[EXERCISE OBJECTIVE]: Look through the entries that follow and return each line that has the string "async".

[RECORDS FOR THE TASK]:
■ ■ ■

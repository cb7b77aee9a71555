//! Chromium process ownership and page provisioning.
//!
//! A [`BrowserSession`] owns the browser child process plus the CDP event
//! handler task. Scrapes open one isolated page each; pages are the unit
//! of isolation, the session is shared.

use anyhow::{Context, Result};
use chromiumoxide::browser::{Browser, BrowserConfig};
use chromiumoxide::cdp::browser_protocol::fetch::{
    self, ContinueRequestParams, EventRequestPaused, FailRequestParams, RequestPattern,
    RequestStage,
};
use chromiumoxide::cdp::browser_protocol::network::{ErrorReason, ResourceType};
use futures::StreamExt;
use tokio::task::JoinHandle;

use crate::page::CdpPage;

/// Explicit owner of the browser process handle. Launch before any scrape,
/// close at shutdown; scrape calls after `close` are a caller error.
pub struct BrowserSession {
    browser: Browser,
    handler_task: JoinHandle<()>,
}

impl BrowserSession {
    /// Launch a Chromium instance. Each call produces an independent
    /// session with its own process.
    pub async fn launch(headless: bool) -> Result<Self> {
        let chrome_path = find_chrome()
            .context("Chrome/Chromium not found. Install Chrome or Chromium to scrape.")?;

        let mut config = BrowserConfig::builder()
            .chrome_executable(chrome_path)
            .viewport(None)
            .arg("--disable-blink-features=AutomationControlled")
            .arg("--disable-infobars")
            .arg("--no-first-run")
            .arg("--no-default-browser-check");
        if !headless {
            config = config.with_head();
        }
        let config = config
            .build()
            .map_err(|e| anyhow::anyhow!("Failed to configure browser: {e}"))?;

        let (browser, mut handler) = Browser::launch(config)
            .await
            .context("Failed to launch browser")?;
        let handler_task = tokio::spawn(async move { while (handler.next().await).is_some() {} });

        tracing::debug!(headless, "browser session launched");

        Ok(Self {
            browser,
            handler_task,
        })
    }

    /// Open a fresh page with asset blocking installed.
    pub async fn new_page(&self) -> Result<CdpPage> {
        let page = self
            .browser
            .new_page("about:blank")
            .await
            .context("Failed to open page")?;
        block_assets(&page).await?;
        Ok(CdpPage::new(page))
    }

    /// Tear down the browser process and its event handler.
    pub async fn close(self) {
        drop(self.browser);
        self.handler_task.abort();
    }
}

/// Abort image/stylesheet/media/font requests on this page. A bandwidth
/// optimization only; the scrape does not depend on it.
async fn block_assets(page: &chromiumoxide::Page) -> Result<()> {
    let patterns = vec![RequestPattern {
        url_pattern: Some("*".to_string()),
        resource_type: None,
        request_stage: Some(RequestStage::Request),
    }];

    page.execute(fetch::EnableParams {
        patterns: Some(patterns),
        handle_auth_requests: None,
    })
    .await
    .context("Failed to enable request interception")?;

    let mut request_events = page
        .event_listener::<EventRequestPaused>()
        .await
        .context("Failed to listen for intercepted requests")?;
    let page = page.clone();

    tokio::spawn(async move {
        while let Some(event) = request_events.next().await {
            let blocked = matches!(
                &event.resource_type,
                ResourceType::Image
                    | ResourceType::Stylesheet
                    | ResourceType::Media
                    | ResourceType::Font
            );

            let outcome = if blocked {
                page.execute(FailRequestParams {
                    request_id: event.request_id.clone(),
                    error_reason: ErrorReason::Aborted,
                })
                .await
                .map(|_| ())
            } else {
                page.execute(ContinueRequestParams {
                    request_id: event.request_id.clone(),
                    url: None,
                    method: None,
                    post_data: None,
                    headers: None,
                    intercept_response: None,
                })
                .await
                .map(|_| ())
            };

            if let Err(err) = outcome {
                tracing::debug!(error = %err, "request interception response failed");
            }
        }
    });

    Ok(())
}

/// Find a Chrome/Chromium executable.
fn find_chrome() -> Option<String> {
    if let Ok(output) = std::process::Command::new("which")
        .arg("google-chrome")
        .output()
    {
        if output.status.success() {
            let path = String::from_utf8_lossy(&output.stdout).trim().to_string();
            if !path.is_empty() {
                return Some(path);
            }
        }
    }

    if let Ok(output) = std::process::Command::new("which").arg("chromium").output() {
        if output.status.success() {
            let path = String::from_utf8_lossy(&output.stdout).trim().to_string();
            if !path.is_empty() {
                return Some(path);
            }
        }
    }

    let candidates = [
        "/usr/bin/google-chrome",
        "/usr/bin/google-chrome-stable",
        "/usr/bin/chromium",
        "/usr/bin/chromium-browser",
        "/snap/bin/chromium",
        "/run/current-system/sw/bin/google-chrome",
        "/run/current-system/sw/bin/chromium",
        "/Applications/Google Chrome.app/Contents/MacOS/Google Chrome",
        "/Applications/Chromium.app/Contents/MacOS/Chromium",
    ];

    for candidate in candidates {
        if std::path::Path::new(candidate).exists() {
            return Some(candidate.to_string());
        }
    }
    None
}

■ ■ ■

[YOUR SOLUTION]:
    pub async fn launch(headless: bool) -> Result<Self> {
        let handler_task = tokio::spawn(async move { while (handler.next().await).is_some() {} });
    pub async fn new_page(&self) -> Result<CdpPage> {
    pub async fn close(self) {
async fn block_assets(page: &chromiumoxide::Page) -> Result<()> {
    tokio::spawn(async move {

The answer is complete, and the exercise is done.